Les assistants d’Aurore donnèrent à Galilée un casque étroitement ajusté, fait d’une résille métallique au maillage serré. Ils insistèrent pour qu’il s’assoie et l’installèrent dans ce qui ressemblait à un petit trône incliné vers l’arrière.
Ainsi à moitié allongé, il observa le plafond de glace. Celui-ci palpitait rapidement selon des schémas d’interférence denses, des ondes venant de trois directions et qui lançaient de brefs éclairs iridescents, couleur saphir. Ces triples pics formaient leurs propres schémas mouvants, à la manière de la lumière du soleil jouant sur une eau ridée par le vent. Même s’il n’y avait eu que les quatre grosses lunes, les Lunes Galiléennes (si bien nommées), leur attraction aurait évidemment créé un schéma très complexe. Dire qu’il avait été absolument convaincu que les marées de la Terre résultaient du clapotement de l’océan dans ses bassins de pierre, de ses mouvements dus au fait que la Terre pivotait sur elle-même et volait autour du Soleil, créant des vitesses différentielles ! Et voilà qu’ici ils disaient que ce n’était pas vrai.
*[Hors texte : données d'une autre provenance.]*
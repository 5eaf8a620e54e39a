//! A single destination identity.

use crate::model::GHOST_USERNAME;

/// A configured identity with its own destination session.
#[derive(Debug, Clone)]
pub struct Collaborator<D> {
    /// Username as it appears on the source.
    pub username: String,
    /// Account name on the destination.
    pub login: String,
    /// Authenticated destination session.
    pub session: D,
}

impl<D> Collaborator<D> {
    /// Creates a collaborator whose destination login matches the source
    /// username.
    pub fn new(username: impl Into<String>, session: D) -> Self {
        let username = username.into();
        Self {
            login: username.clone(),
            username,
            session,
        }
    }

    /// Creates the ghost collaborator, logging in as `login` on the
    /// destination.
    pub fn ghost(login: impl Into<String>, session: D) -> Self {
        Self {
            username: GHOST_USERNAME.to_string(),
            login: login.into(),
            session,
        }
    }
}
En ce cas, qu’est-ce qui provoquait les marées ? La traction des corps célestes – mais alors, c’était le retour de l’astrologie. Se pouvait-il que l’astrologie dise vrai, avec ses influences célestes et son action à distance, une action liée à aucune force mécanique ? Galilée détestait les explications de ce genre, qui n’expliquaient rien !
Et pourtant, ils étaient bel et bien là. Il regarda les assistants d’Aurore qui planaient au-dessus des batteries de machines déployées contre le mur. Il espérait que le traitement agirait, qu’il ne le tuerait pas, ne le rendrait pas fou.
Ils lui injectèrent leur préparation dans le sang à l’aide d’une aiguille creuse qu’ils lui enfoncèrent, sans lui faire mal, dans la peau – une vilaine petite expérience. Il retint sa respiration tout du long, et quand il finit par reprendre son souffle et inspirer, le monde s’enfla comme un ballon. Il s’aperçut immédiatement qu’il suivait en même temps plusieurs trains de pensée qui s’entremêlaient selon une figure contrapuntique que son père aurait beaucoup aimé entendre, si cela avait été de la musique, ce que ça paraissait être, d’une certaine façon : une intonation polyphonique de ses idées, où chaque fil participait à un ensemble plus vaste. Dans une certaine mesure, sa pensée lui avait toujours fait cette impression, un certain nombre d’accompagnements courant sous l’aria de la voix de la pensée. Et voici que ces chants individuels formaient un chœur, et qu’ils résonnaient puissamment, tout en s’accordant de façon architectonique à la mélodie. Il pouvait suivre six ou dix trains de pensée à la fois, et en même temps penser à ce qu’il pensait tout en contemplant la partition en entier.
Restait la mélodie principale, pareille à un sentier dans un labyrinthe – un labyrinthe semblable au delta du Pô. Galilée avait l’impression de le regarder depuis le ciel tout en chantant. Un grand nombre de canaux s’entrelaçaient le long d’une plaine en pente légère. Chaque canal était une discipline mathématique – certains, peu profonds, se perdaient rapidement dans le sable, mais la plupart suivaient leur cours et venaient grossir d’autres courants. D’autres étaient assez profonds pour être empruntés par de gros bateaux. En amont, ils fusionnaient jusqu’à ne plus former que quelques fleuves épars. Et moins d’affluents encore remontaient vers différentes origines, souvent des sources. L’eau jaillissait de la roche.